[STUDY MATERIAL — start]

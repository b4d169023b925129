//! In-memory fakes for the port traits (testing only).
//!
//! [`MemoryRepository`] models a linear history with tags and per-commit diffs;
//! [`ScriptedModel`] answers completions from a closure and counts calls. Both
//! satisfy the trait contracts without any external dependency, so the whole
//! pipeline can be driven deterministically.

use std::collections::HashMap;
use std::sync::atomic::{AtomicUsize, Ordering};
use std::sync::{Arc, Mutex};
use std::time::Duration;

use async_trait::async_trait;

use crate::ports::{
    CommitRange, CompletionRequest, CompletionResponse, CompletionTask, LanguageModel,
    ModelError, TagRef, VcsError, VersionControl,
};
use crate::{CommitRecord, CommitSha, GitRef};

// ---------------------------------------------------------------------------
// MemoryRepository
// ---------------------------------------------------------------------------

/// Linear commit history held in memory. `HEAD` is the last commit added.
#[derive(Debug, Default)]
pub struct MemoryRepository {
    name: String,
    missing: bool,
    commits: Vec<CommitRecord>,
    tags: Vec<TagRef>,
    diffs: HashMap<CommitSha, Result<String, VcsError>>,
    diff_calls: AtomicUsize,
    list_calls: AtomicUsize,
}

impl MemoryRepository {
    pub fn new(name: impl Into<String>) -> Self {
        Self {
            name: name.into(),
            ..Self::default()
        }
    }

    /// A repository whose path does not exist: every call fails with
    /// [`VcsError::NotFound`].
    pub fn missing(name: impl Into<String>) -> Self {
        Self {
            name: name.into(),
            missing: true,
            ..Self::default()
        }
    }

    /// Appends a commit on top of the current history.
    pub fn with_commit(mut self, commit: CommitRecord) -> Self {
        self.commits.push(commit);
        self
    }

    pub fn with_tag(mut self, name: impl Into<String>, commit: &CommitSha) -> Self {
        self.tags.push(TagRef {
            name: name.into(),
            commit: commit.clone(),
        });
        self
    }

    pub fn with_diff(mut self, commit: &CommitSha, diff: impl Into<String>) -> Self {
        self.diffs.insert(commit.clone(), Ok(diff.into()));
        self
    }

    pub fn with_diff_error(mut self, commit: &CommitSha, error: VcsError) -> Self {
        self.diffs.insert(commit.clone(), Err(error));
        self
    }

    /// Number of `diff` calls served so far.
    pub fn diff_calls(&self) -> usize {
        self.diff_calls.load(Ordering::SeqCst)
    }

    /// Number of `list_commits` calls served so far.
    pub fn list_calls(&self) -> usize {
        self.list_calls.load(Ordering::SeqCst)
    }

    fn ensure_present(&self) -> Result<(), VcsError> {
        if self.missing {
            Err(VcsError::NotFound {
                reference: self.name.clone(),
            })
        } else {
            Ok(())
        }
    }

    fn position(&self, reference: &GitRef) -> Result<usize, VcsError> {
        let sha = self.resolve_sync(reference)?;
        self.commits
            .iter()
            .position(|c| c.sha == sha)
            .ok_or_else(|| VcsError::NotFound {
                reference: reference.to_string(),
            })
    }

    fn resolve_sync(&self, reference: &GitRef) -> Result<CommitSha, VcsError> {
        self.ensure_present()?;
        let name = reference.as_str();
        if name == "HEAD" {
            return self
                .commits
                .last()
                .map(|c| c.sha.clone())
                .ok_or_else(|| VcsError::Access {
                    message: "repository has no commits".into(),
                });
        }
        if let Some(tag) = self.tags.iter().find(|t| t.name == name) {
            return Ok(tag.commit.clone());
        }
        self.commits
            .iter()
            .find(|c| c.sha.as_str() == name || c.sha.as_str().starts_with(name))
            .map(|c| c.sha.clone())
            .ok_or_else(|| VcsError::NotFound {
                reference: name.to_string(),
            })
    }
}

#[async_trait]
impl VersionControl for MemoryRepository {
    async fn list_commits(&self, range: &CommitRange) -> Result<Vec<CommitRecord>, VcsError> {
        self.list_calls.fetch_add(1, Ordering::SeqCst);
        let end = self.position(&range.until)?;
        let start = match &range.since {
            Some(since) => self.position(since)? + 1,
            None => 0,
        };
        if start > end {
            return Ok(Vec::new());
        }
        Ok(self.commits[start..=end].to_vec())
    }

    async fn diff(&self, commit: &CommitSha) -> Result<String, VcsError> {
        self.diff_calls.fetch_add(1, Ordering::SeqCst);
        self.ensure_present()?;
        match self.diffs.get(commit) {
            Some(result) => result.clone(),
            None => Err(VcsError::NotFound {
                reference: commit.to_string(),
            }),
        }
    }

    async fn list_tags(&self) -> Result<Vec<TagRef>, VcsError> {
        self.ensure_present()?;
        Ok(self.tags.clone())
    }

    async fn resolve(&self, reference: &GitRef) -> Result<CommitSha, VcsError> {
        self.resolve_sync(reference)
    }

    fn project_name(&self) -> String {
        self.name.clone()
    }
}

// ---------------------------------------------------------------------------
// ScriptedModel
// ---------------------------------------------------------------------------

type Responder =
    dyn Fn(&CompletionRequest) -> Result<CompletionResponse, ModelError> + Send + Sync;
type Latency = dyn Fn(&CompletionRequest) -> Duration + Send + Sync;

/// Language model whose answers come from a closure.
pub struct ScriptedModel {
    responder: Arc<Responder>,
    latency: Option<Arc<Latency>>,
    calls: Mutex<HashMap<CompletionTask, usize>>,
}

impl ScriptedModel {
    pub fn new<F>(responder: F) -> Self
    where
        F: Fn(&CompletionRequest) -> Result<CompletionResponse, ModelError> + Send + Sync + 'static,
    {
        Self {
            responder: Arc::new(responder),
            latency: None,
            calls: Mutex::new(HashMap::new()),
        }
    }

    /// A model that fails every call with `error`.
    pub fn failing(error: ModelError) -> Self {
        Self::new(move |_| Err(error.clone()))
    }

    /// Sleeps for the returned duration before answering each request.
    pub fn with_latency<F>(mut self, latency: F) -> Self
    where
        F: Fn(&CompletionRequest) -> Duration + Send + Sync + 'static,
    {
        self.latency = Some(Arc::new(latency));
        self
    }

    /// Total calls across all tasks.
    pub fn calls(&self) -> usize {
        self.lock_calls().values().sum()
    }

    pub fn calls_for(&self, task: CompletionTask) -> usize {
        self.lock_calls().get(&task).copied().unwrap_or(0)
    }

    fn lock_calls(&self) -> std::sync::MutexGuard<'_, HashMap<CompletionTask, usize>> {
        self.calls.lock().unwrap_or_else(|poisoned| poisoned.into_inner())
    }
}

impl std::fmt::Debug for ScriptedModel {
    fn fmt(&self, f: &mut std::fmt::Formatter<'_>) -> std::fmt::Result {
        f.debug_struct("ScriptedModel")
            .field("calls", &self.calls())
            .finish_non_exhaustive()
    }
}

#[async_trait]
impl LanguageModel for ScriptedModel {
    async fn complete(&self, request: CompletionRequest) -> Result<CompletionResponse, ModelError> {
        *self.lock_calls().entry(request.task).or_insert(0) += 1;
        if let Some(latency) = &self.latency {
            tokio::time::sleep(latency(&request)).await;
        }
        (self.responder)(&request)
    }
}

[STUDY MATERIAL — finish]

_YOUR TASK_
Output the first line of the entries above and every line after it, exactly as written, ending with the line that contains "so the whole".

_EXPECTED OUTPUT_
repository b4d169023b925129
//! In-memory fakes for the port traits (testing only).
//!
//! [`MemoryRepository`] models a linear history with tags and per-commit diffs;
//! [`ScriptedModel`] answers completions from a closure and counts calls. Both
//! satisfy the trait contracts without any external dependency, so the whole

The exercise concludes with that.